Dillard rose from textile baseball to MLB

Note: Some of the information in this story comes from an interview conducted with Dillard a few years ago.

For a young man from South Carolina, just making it to the highest level of professional baseball was an “awesome” experience. 

Don Dillard, who was born in Greenville, S.C., made his debut on April 24, 1959, with the Cleveland Indians. He finished his Major League career with 14 home runs and 47 runs batted in. 

“I started out playing high school baseball at Taylors,” Dillard says. From there, he played Greer American Legion baseball and then signed to play Textile League baseball with Victor Mill in Greenville. 

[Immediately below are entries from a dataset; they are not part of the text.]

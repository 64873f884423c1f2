//! Pencil systems split across ranks.
//!
//! Every rank holds all assembled systems but factorizes and solves only
//! its own contiguous block. Solutions are recombined with an all-gather
//! so that every rank ends up with the full coefficient data.

use crate::distributor::{Distributor, ReduceOp, block_range};
use crate::error::{ExprError, Result, SingularSystemError, SpectralError};
use crate::field::{FieldRef, coeff_len};
use crate::linalg::{CsrMatrix, LuFactor};
use crate::operators::evaluate;
use crate::problem::{PencilSystem, Problem};
use num_complex::Complex64;
use std::ops::Range;

/// Right-hand sides of one system, one vector per column.
pub(crate) type Columns = Vec<Vec<Complex64>>;

#[derive(Debug)]
pub(crate) struct PencilSet {
    systems: Vec<PencilSystem>,
    local: Range<usize>,
    distributor: Distributor,
    parallel: bool,
}

impl PencilSet {
    pub(crate) fn new(systems: Vec<PencilSystem>, distributor: Distributor, parallel: bool) -> Self {
        let local = distributor.local_block(systems.len());
        log::debug!(
            "rank {} owns pencil groups {:?} of {}",
            distributor.rank(),
            local,
            systems.len()
        );
        Self {
            systems,
            local,
            distributor,
            parallel,
        }
    }

    pub(crate) fn systems(&self) -> &[PencilSystem] {
        &self.systems
    }

    /// Systems handled by this rank.
    pub(crate) fn local(&self) -> &[PencilSystem] {
        &self.systems[self.local.clone()]
    }

    pub(crate) fn distributor(&self) -> &Distributor {
        &self.distributor
    }

    /// Factorize `a M + b L` for every local system.
    pub(crate) fn factorize(&self, a: f64, b: f64, pivot_tolerance: f64) -> Result<Vec<LuFactor>> {
        let factor = |sys: &PencilSystem| {
            LuFactor::new(
                CsrMatrix::combine_dense(a, sys.mass(), b, sys.linear()),
                pivot_tolerance,
                &sys.label(),
            )
        };
        let local = self.map_local(factor);
        self.agree(local)
    }

    /// Solve the local systems and share the solutions with every rank.
    ///
    /// `rhs` holds the columns of the local systems in order.
    pub(crate) fn solve(&self, factors: &[LuFactor], rhs: Vec<Columns>) -> Vec<Columns> {
        let jobs: Vec<(&LuFactor, Columns)> = factors.iter().zip(rhs).collect();
        #[cfg(feature = "parallel")]
        let local: Vec<Columns> = if self.parallel {
            use rayon::prelude::*;
            jobs.into_par_iter().map(|(lu, b)| lu.solve_many(&b)).collect()
        } else {
            jobs.into_iter().map(|(lu, b)| lu.solve_many(&b)).collect()
        };
        #[cfg(not(feature = "parallel"))]
        let local: Vec<Columns> = jobs.into_iter().map(|(lu, b)| lu.solve_many(&b)).collect();
        self.exchange(local)
    }

    /// Combine per-rank solutions into the solutions of all systems.
    fn exchange(&self, local: Vec<Columns>) -> Vec<Columns> {
        let size = self.distributor.size();
        if size == 1 {
            return local;
        }
        let flat: Vec<Complex64> = local.into_iter().flatten().flatten().collect();
        let gathered = self.distributor.comm().all_gather(flat);
        let n = self.systems.len();
        let mut out = Vec::with_capacity(n);
        for (rank, data) in gathered.into_iter().enumerate() {
            let mut values = data.into_iter();
            for sys in &self.systems[block_range(n, rank, size)] {
                let columns = (0..sys.n_columns())
                    .map(|_| values.by_ref().take(sys.size()).collect())
                    .collect();
                out.push(columns);
            }
        }
        out
    }

    /// Run `f` on every local system, on the rayon pool when enabled.
    pub(crate) fn map_local<T, F>(&self, f: F) -> Vec<T>
    where
        T: Send,
        F: Fn(&PencilSystem) -> T + Sync + Send,
    {
        #[cfg(feature = "parallel")]
        if self.parallel {
            use rayon::prelude::*;
            return self.local().par_iter().map(f).collect();
        }
        self.local().iter().map(f).collect()
    }

    /// Fail on every rank if any rank failed, so no rank is left waiting
    /// in a later collective.
    fn agree(&self, local: Vec<std::result::Result<LuFactor, SingularSystemError>>) -> Result<Vec<LuFactor>> {
        let local: std::result::Result<Vec<_>, _> = local.into_iter().collect();
        let rank = self.distributor.rank();
        let flag = if local.is_err() { (rank + 1) as f64 } else { 0.0 };
        let failed = self.distributor.comm().all_reduce(flag, ReduceOp::Max);
        match local {
            Err(e) => Err(e.into()),
            Ok(_) if failed > 0.0 => Err(SpectralError::Singular(SingularSystemError {
                pencil: format!("on rank {}", failed as usize - 1),
                pivot: f64::NAN,
                max_pivot: f64::NAN,
            })),
            Ok(factors) => Ok(factors),
        }
    }
}

/// Coefficients of every unknown, in problem order.
pub(crate) fn read_coeffs(variables: &[FieldRef]) -> Result<Vec<Vec<Complex64>>> {
    variables
        .iter()
        .map(|v| -> Result<Vec<Complex64>> { Ok(v.write().coeff()?.to_vec()) })
        .collect()
}

/// Scatter solutions into fresh coefficient buffers and store them.
pub(crate) fn write_solutions(variables: &[FieldRef], systems: &[PencilSystem], solutions: &[Columns]) -> Result<()> {
    let mut coeffs = variables
        .iter()
        .map(|v| -> Result<Vec<Complex64>> {
            let f = v.read();
            Ok(vec![Complex64::new(0.0, 0.0); coeff_len(f.space(), f.rank())?])
        })
        .collect::<Result<Vec<_>>>()?;
    for (sys, x) in systems.iter().zip(solutions) {
        sys.scatter(x, &mut coeffs);
    }
    for (v, c) in variables.iter().zip(coeffs) {
        v.write().set_coeff(c)?;
    }
    Ok(())
}

/// Coefficients of every equation's evaluated right-hand side, on the
/// space of its left-hand side. Zero right-hand sides give `None`.
pub(crate) fn evaluate_rhs(problem: &Problem) -> Result<Vec<Option<Vec<Complex64>>>> {
    problem
        .equations()
        .iter()
        .map(|eq| -> Result<Option<Vec<Complex64>>> {
            if eq.rhs.is_zero() {
                return Ok(None);
            }
            let Some(space) = eq.lhs.space()? else {
                return Ok(None);
            };
            let rank = eq.lhs.rank()?;
            let mut field = evaluate(&eq.rhs)?.into_field(&space)?;
            if field.rank() != rank {
                return Err(ExprError::RankMismatch {
                    op: "right-hand side",
                    left: rank,
                    right: field.rank(),
                }
                .into());
            }
            Ok(Some(field.coeff()?.to_vec()))
        })
        .collect()
}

“I signed with pro ball when I finished high school in 1955,” he recalls. Following high school and textile league baseball, Dillard played in the Cleveland minor league system.  In 1958, he hit .319 with 21 home runs and 78 RBI to lead to a promotion to AAA and, additionally, to the major league level in 1959.

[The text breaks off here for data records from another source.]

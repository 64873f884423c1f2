//! Spectral bases.
//!
//! This module provides:
//! - Coordinate systems (Cartesian, spherical)
//! - 1D Fourier bases (real half-spectrum or complex)
//! - 1D Jacobi bases on intervals (Chebyshev, Legendre, ultraspherical clones)
//! - The sphere S2 (spherical harmonics) and the ball (S2 × regular radial Jacobi)
//!
//! One-dimensional bases implement [`Basis`]; the curvilinear bases expose
//! the analogous transforms per spherical-harmonic block.

mod ball;
mod coords;
mod fourier;
mod jacobi;
mod sphere;

pub use ball::{BallBasis, RadialLiftBasis, RadialOp, radial_jets, radial_quadrature};
pub use coords::{CartesianCoordinates, Coord, CoordKind, CoordinateSystem, SphericalCoordinates};
pub use fourier::FourierBasis;
pub use jacobi::JacobiBasis;
pub use sphere::{SphereBasis, regularity_to_spherical, spherical_to_regularity, xi};

pub(crate) use fourier::check_len;
pub(crate) use jacobi::apply_real;

use crate::error::BasisError;
use num_complex::Complex64;
use serde::{Deserialize, Serialize};
use std::fmt;
use std::sync::Arc;

/// Scalar type of the physical data.
#[derive(Clone, Copy, Debug, PartialEq, Eq, Hash, Serialize, Deserialize, Default)]
pub enum Dtype {
    /// Real grid data; Fourier directions keep half spectra.
    #[default]
    Real,
    /// Complex grid data; Fourier directions keep full spectra.
    Complex,
}

/// A one-dimensional spectral basis.
pub trait Basis: fmt::Debug + Send + Sync {
    /// Coordinate this basis discretizes.
    fn coord(&self) -> &Coord;

    /// Nominal resolution N.
    fn size(&self) -> usize;

    /// Number of stored coefficients.
    fn coeff_size(&self) -> usize;

    /// Number of grid points (round(dealias · N)).
    fn grid_size(&self) -> usize;

    fn dealias(&self) -> f64;

    /// Coefficients to grid values.
    fn to_grid(&self, coeffs: &[Complex64]) -> Result<Vec<Complex64>, BasisError>;

    /// Grid values to coefficients.
    fn to_coeff(&self, grid: &[Complex64]) -> Result<Vec<Complex64>, BasisError>;

    /// Derivative of the given order, in coefficient space.
    fn differentiate(&self, coeffs: &[Complex64], order: usize) -> Result<Vec<Complex64>, BasisError>;
}

/// Basis attached to one axis of a Cartesian space.
#[derive(Clone, Debug)]
pub enum AxisBasis {
    Fourier(Arc<FourierBasis>),
    Jacobi(Arc<JacobiBasis>),
}

impl AxisBasis {
    pub fn as_basis(&self) -> &dyn Basis {
        match self {
            Self::Fourier(b) => b.as_ref(),
            Self::Jacobi(b) => b.as_ref(),
        }
    }

    pub fn is_fourier(&self) -> bool {
        matches!(self, Self::Fourier(_))
    }

    /// Whether two axis bases discretize the same grid.
    pub fn same_grid(&self, other: &Self) -> bool {
        match (self, other) {
            (Self::Fourier(a), Self::Fourier(b)) => {
                Arc::ptr_eq(a, b)
                    || (a.size() == b.size()
                        && a.bounds() == b.bounds()
                        && a.grid_size() == b.grid_size()
                        && a.dtype() == b.dtype())
            }
            (Self::Jacobi(a), Self::Jacobi(b)) => Arc::ptr_eq(a, b) || a.same_grid(b),
            _ => false,
        }
    }

    /// Physical grid points.
    pub fn grid(&self) -> Vec<f64> {
        match self {
            Self::Fourier(b) => b.grid(),
            Self::Jacobi(b) => b.grid(),
        }
    }
}

impl From<FourierBasis> for AxisBasis {
    fn from(b: FourierBasis) -> Self {
        Self::Fourier(Arc::new(b))
    }
}

impl From<JacobiBasis> for AxisBasis {
    fn from(b: JacobiBasis) -> Self {
        Self::Jacobi(Arc::new(b))
    }
}

impl From<Arc<FourierBasis>> for AxisBasis {
    fn from(b: Arc<FourierBasis>) -> Self {
        Self::Fourier(b)
    }
}

impl From<Arc<JacobiBasis>> for AxisBasis {
    fn from(b: Arc<JacobiBasis>) -> Self {
        Self::Jacobi(b)
    }
}

/// Basis used to lift tau variables into the interior.
#[derive(Clone, Debug)]
pub enum LiftBasis {
    /// A Jacobi family on the interval axis.
    Interval(Arc<JacobiBasis>),
    /// A radial family of the ball.
    Radial(RadialLiftBasis),
}

impl From<JacobiBasis> for LiftBasis {
    fn from(b: JacobiBasis) -> Self {
        Self::Interval(Arc::new(b))
    }
}

impl From<RadialLiftBasis> for LiftBasis {
    fn from(b: RadialLiftBasis) -> Self {
        Self::Radial(b)
    }
}

/// Grid size round(dealias · size), validated to be at least `size`.
pub(crate) fn grid_size_for(size: usize, dealias: f64) -> Result<usize, BasisError> {
    if !(dealias >= 1.0) || !dealias.is_finite() {
        return Err(BasisError::InvalidParameter(format!(
            "dealias factor must be finite and ≥ 1, got {dealias}"
        )));
    }
    Ok(((dealias * size as f64).round() as usize).max(size))
}

#[cfg(test)]
mod tests {
    use super::*;

    #[test]
    fn test_grid_size_rounding() {
        assert_eq!(grid_size_for(128, 1.5).unwrap(), 192);
        assert_eq!(grid_size_for(5, 1.5).unwrap(), 8);
        assert_eq!(grid_size_for(4, 1.0).unwrap(), 4);
        assert!(grid_size_for(4, 0.5).is_err());
        assert!(grid_size_for(4, f64::NAN).is_err());
    }

    #[test]
    fn test_axis_same_grid() {
        let c = CartesianCoordinates::new(&["x", "y"]);
        let y = JacobiBasis::chebyshev(c.coord(1).clone(), 8, (0.0, 1.0), 1.5).unwrap();
        let lifted = AxisBasis::from(y.lift_basis(2).unwrap());
        let y = AxisBasis::from(y);
        assert!(y.same_grid(&lifted));
        let x = AxisBasis::from(FourierBasis::real(c.coord(0).clone(), 8, (0.0, 1.0), 1.5).unwrap());
        assert!(!x.same_grid(&y));
    }
}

Dillard was typically used as a fourth or fifth outfielder, but found his niche in the game as a pinch hitter. 

“I didn’t start too many games, but I did a lot of pinch hitting,” he said.  “I did some spot-starting. I was always a starter in the minors.” 

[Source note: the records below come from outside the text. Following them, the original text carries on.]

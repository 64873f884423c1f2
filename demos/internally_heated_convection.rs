//! Internally heated convection in a full ball.
//!
//! Boussinesq equations with a constant internal heat source:
//! - dt(u) + grad(p) - 1/R lap(u) - r T = -curl(u) × u
//! - div(u) = 0
//! - dt(T) - 1/P lap(T) = -u·grad(T) + S/P
//!
//! with R = sqrt(Ra Pr) and P = sqrt(Ra / Pr). The outer boundary is
//! stress free, impenetrable and held at T = 0, so the conductive
//! equilibrium is T = S/6 (1 - r²).
//!
//! Runs to t = 10 and writes slices and checkpoints as JSON lines under
//! `output/`. Run again with `--restart` to continue from the latest
//! checkpoint to t = 20. `--low-res` uses a coarse grid for quick tests.

use rand::rngs::StdRng;
use rand::{Rng, SeedableRng};
use spectral_rs::operators::{
    angular, cross, curl, ddt, div, dot, grad, interp, lap, lift, radial, radial_vector, sqrt, trans,
};
use spectral_rs::problem::Condition;
use spectral_rs::{
    BallBasis, Cfl, CflConfig, Checkpoint, Dtype, Evaluator, Field, GlobalFlowProperty, HandlerConfig,
    InitialValueSolver, MultistepScheme, OutputHandler, OutputRecord, OutputSink, Problem, SolverConfig,
    Space, SpectralError, SphericalCoordinates,
};
use std::f64::consts::PI;
use std::fs::{self, File, OpenOptions};
use std::io::{BufRead, BufReader, Write};
use std::path::{Path, PathBuf};
use std::sync::Arc;
use std::time::Instant;

/// Appends records as JSON lines, one file per handler set.
struct JsonLinesSink {
    dir: PathBuf,
}

impl JsonLinesSink {
    fn new(dir: impl Into<PathBuf>) -> std::io::Result<Self> {
        let dir = dir.into();
        fs::create_dir_all(&dir)?;
        Ok(Self { dir })
    }
}

impl OutputSink for JsonLinesSink {
    fn write(&mut self, record: &OutputRecord) -> spectral_rs::Result<()> {
        let path = self.dir.join(format!("{}_s{}.jsonl", record.handler, record.set_number));
        let io = |e: std::io::Error| SpectralError::Output(format!("{}: {e}", path.display()));
        let mut file = OpenOptions::new().create(true).append(true).open(&path).map_err(io)?;
        let line = serde_json::to_string(record).map_err(|e| SpectralError::Output(e.to_string()))?;
        writeln!(file, "{line}").map_err(io)?;
        Ok(())
    }
}

/// Last checkpoint in the highest-numbered checkpoint set.
fn latest_checkpoint(dir: &Path) -> Result<Checkpoint, Box<dyn std::error::Error>> {
    let mut latest: Option<(usize, PathBuf)> = None;
    for entry in fs::read_dir(dir)? {
        let path = entry?.path();
        let set = path
            .file_name()
            .and_then(|n| n.to_str())
            .and_then(|n| n.strip_prefix("checkpoints_s"))
            .and_then(|n| n.strip_suffix(".jsonl"))
            .and_then(|n| n.parse::<usize>().ok());
        if let Some(set) = set {
            if latest.as_ref().is_none_or(|(s, _)| set > *s) {
                latest = Some((set, path));
            }
        }
    }
    let (_, path) = latest.ok_or("no checkpoint sets found")?;
    let line = BufReader::new(File::open(&path)?)
        .lines()
        .last()
        .ok_or("empty checkpoint file")??;
    let record: OutputRecord = serde_json::from_str(&line)?;
    Ok(record.checkpoint.ok_or("record without checkpoint")?)
}

fn main() -> Result<(), Box<dyn std::error::Error>> {
    env_logger::Builder::from_env(env_logger::Env::default().default_filter_or("info")).init();
    let args: Vec<String> = std::env::args().collect();
    let restart = args.iter().any(|a| a == "--restart");
    let low_res = args.iter().any(|a| a == "--low-res");

    // Parameters
    let (n_phi, n_theta, n_r) = if low_res { (16, 8, 8) } else { (128, 64, 48) };
    let dealias = 1.5;
    let t_end = if restart { 20.0 } else { 10.01 };
    let rayleigh: f64 = 1e6;
    let prandtl: f64 = 1.0;
    let r_number = (rayleigh * prandtl).sqrt();
    let p_number = (rayleigh / prandtl).sqrt();
    let t_source = 6.0;

    // Bases
    let coords = SphericalCoordinates::new("phi", "theta", "r");
    let ball = Arc::new(BallBasis::new(coords.clone(), (n_phi, n_theta, n_r), 1.0, dealias, Dtype::Real)?);
    let volume = Space::from(Arc::clone(&ball));
    let surface = Space::Sphere(ball.surface());
    let r = coords.r();

    // Fields
    let u = Field::vector("u", volume.clone())?.into_ref();
    let p = Field::scalar("p", volume.clone())?.into_ref();
    let t = Field::scalar("T", volume.clone())?.into_ref();
    let tau_u = Field::vector("tau u", surface.clone())?.into_ref();
    let tau_t = Field::scalar("tau T", surface)?.into_ref();
    let lb = ball.lift_basis(2);

    // Problem
    let strain_rate = grad(&u) + trans(grad(&u));
    let shear_stress = angular(radial(interp(strain_rate, r, 1.0)));
    let mut problem = Problem::ivp(vec![
        Arc::clone(&u),
        Arc::clone(&p),
        Arc::clone(&t),
        Arc::clone(&tau_u),
        Arc::clone(&tau_t),
    ])?;
    problem.add_equation(
        ddt(&u) - (1.0 / r_number) * lap(&u) + grad(&p) + lift(&tau_u, lb.clone(), -1) - radial_vector(&ball) * &t,
        -cross(curl(&u), &u),
    )?;
    problem.add_equation(div(&u), 0.0)?;
    problem.add_equation(
        ddt(&t) - (1.0 / p_number) * lap(&t) + lift(&tau_t, lb, -1),
        -dot(&u, grad(&t)) + t_source / p_number,
    )?;
    problem.add_equation_if(radial(interp(&u, r, 1.0)), 0.0, Condition::ell_ne(0))?;
    problem.add_equation_if(interp(&p, r, 1.0), 0.0, Condition::ell_eq(0))?;
    problem.add_equation(shear_stress, 0.0)?;
    problem.add_equation(interp(&t, r, 1.0), 0.0)?;
    log::info!("problem built");

    // Solver
    let config = SolverConfig::default()
        .with_scheme(MultistepScheme::Sbdf2)
        .with_hermitian_cadence(Some(100))
        .with_stop_sim_time(t_end);
    let mut solver = InitialValueSolver::new(problem, config)?;
    let distributor = solver.distributor().clone();

    // Initial condition
    let dt = if restart {
        let checkpoint = latest_checkpoint(Path::new("output"))?;
        solver.deserialize_state(&checkpoint)?;
        checkpoint.timestep.unwrap_or(0.05)
    } else {
        let mut rng = StdRng::seed_from_u64(42 + distributor.rank() as u64);
        let mut temperature = t.write();
        temperature.set_grid_fn(|_, x| 1.0 - x[2] * x[2])?;
        for v in temperature.grid_mut()? {
            v.re += 0.5 * rng.r#gen::<f64>();
        }
        0.05
    };

    // Analysis
    let mut evaluator = Evaluator::new(distributor.clone());
    let mut slices = OutputHandler::new(
        HandlerConfig::new("slices").with_sim_dt(0.1).with_max_writes(10),
        JsonLinesSink::new("output")?,
    )?;
    slices.add_slice(&t, coords.theta(), PI / 2.0, "T eq")?;
    slices.add_slice(&t, coords.phi(), 0.0, "T mer right")?;
    slices.add_slice(&t, coords.phi(), PI, "T mer left")?;
    slices.add_slice(&t, r, 0.5, "T r=0.5")?;
    evaluator.add_handler(slices);
    let checkpoints = OutputHandler::new(
        HandlerConfig::new("checkpoints").with_sim_dt(1.0).with_max_writes(1),
        JsonLinesSink::new("output")?,
    )?
    .with_checkpoint();
    evaluator.add_handler(checkpoints);

    // Report maximum |u|
    let mut flow = GlobalFlowProperty::new(distributor.clone(), 10)?;
    flow.add_property(sqrt(dot(&u, &u)), "|u|");
    flow.evaluate_all()?;

    // CFL
    let cfl_config = CflConfig::default()
        .with_cadence(1)
        .with_safety(0.35)
        .with_threshold(0.1)
        .with_max_dt(0.05);
    let mut cfl = Cfl::new(dt, cfl_config, distributor)?;
    cfl.add_velocity(&u)?;

    // Main loop
    let start = Instant::now();
    evaluator.evaluate_handlers(&solver)?;
    while solver.proceed() {
        let dt = cfl.compute_timestep(solver.iteration())?;
        solver.step(dt)?;
        flow.update(solver.iteration())?;
        evaluator.evaluate_handlers(&solver)?;
        if (solver.iteration() - 1) % 10 == 0 {
            log::info!(
                "t = {:.6}, dt = {:.6}, |u|_max = {:.6e}",
                solver.sim_time(),
                dt,
                flow.max("|u|")?
            );
        }
    }
    log::info!("run time: {:.3} s", start.elapsed().as_secs_f64());
    println!(
        "finished at iteration {}, t = {:.4} ({})",
        solver.iteration(),
        solver.sim_time(),
        solver.stop_reason().unwrap_or("running")
    );
    Ok(())
}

Dillard said it was tough for a player to make it to the Major League level.  

“I played back when they had two leagues of eight teams,” he said. Counting B, C and D ball and the minor leagues, Major League teams could have up to 15 affiliates during that time period. Today, teams have five or six. 

“It was a little tougher to get a starting spot,” Dillard said.  “Half as many guys were playing in the Majors then as there are now and there was no designated hitter then.  That extends the career of a lot of guys.” 

For a baseball player breaking into the Majors, everything can be a new experience. One of those experiences that sticks out in Dillard’s mind is his first home run. 

“I hit it off of Early Winn, a 300-game winner,” he recalls. “I was tickled with that.”  

Following his career in baseball, Dillard with help with baseball camps for children.  He would share with them the importance of practicing.

“There’s alot of people that had more ability and more talent that didn’t make it to the big leagues,” he told the group of children at the camp in Greenwood.  “It was because they didn’t try. It was because they didn’t practice. It was because they weren’t serious about trying to make something out of themselves. 

“You’re not going to be any better that what you try to be. If you’ve got all the ability in the world, but you don’t try to do what’s right, you are going to have a tough life ahead of you.” 

Baseball skills and a love for the game developed for Dillard at a young age. Dillard and his friends would gather at a field near their houses and play the game all day long. He tells the children about how they would take a ball that had lost its cover and wrap it with tape, just to keep playing.  

“My mother would holler for me to come eat lunch,” he said. “I’d tell her I didn’t want to eat lunch. I wanted to play baseball.” 

He also sees some reasons why young people today aren’t in to sports the way they used to be.  

“Sometimes I think it’s a shame that there’s TV, VCRs and video games because people don’t play sports the way they used to,” he says. “Now, they sit in front of the TV and don’t get much exercise.” 

Baseball wasn’t about money at the time he played, Dillard said. 

“Back then we played more because we loved the game,” he recalls. “We didn’t make any money compared to what guys today make. We were very fortunate to be able to make our living in a game we truly loved.” 

“The guys playing now drive a Mercedes Benz and have two more at home in the garage. We drove 10-year-old Chevrolets when we played,” he says. 

At the time he retired from the game, a Major League player had to have put in five full years of service to receive a pension from baseball. Dillard had finished 17 days short of four years of total service. Baseball changed the rules later to allow pensions for players with four years of service and Dillard found himself much closer. Over the years, he has tried to find a way to get the 17 days of service and to receive his pension. 

“I am short,” he said. “I would love to get it, but I am not sure I would want to leave home to do it.” 

Over the years, he wrote letters to teams and made requests. Most of them have been to no avail. His closest shot at fulfilling the service came when Chuck Tanner, a former Cleveland teammate, was managing the Atlanta Braves. 

“He was going to let me come up and take the place of a pitcher who was going to have surgery,” Dillard said. “Bobby Cox was the general manager at that time and Bobby decided he was going to replace the guy and do it with someone within the organization.” 

There is a stark difference between Dillard and the other players of his time and the players today when it comes to getting a pension. Players coming up with a Major League team today automatically get the pension money, Dillard said. 

He has had chances at other opportunities involving former teammates in Milwaukee and Cleveland.  

“I played with Eddie Mathews and Sparky Anderson and they both managed off and on,” Dillard said. “I just got tired of writing letters and making phone calls.” 

Following his career in baseball, Dillard moved to Waterloo, S.C., to manage property at Dillard’s landing.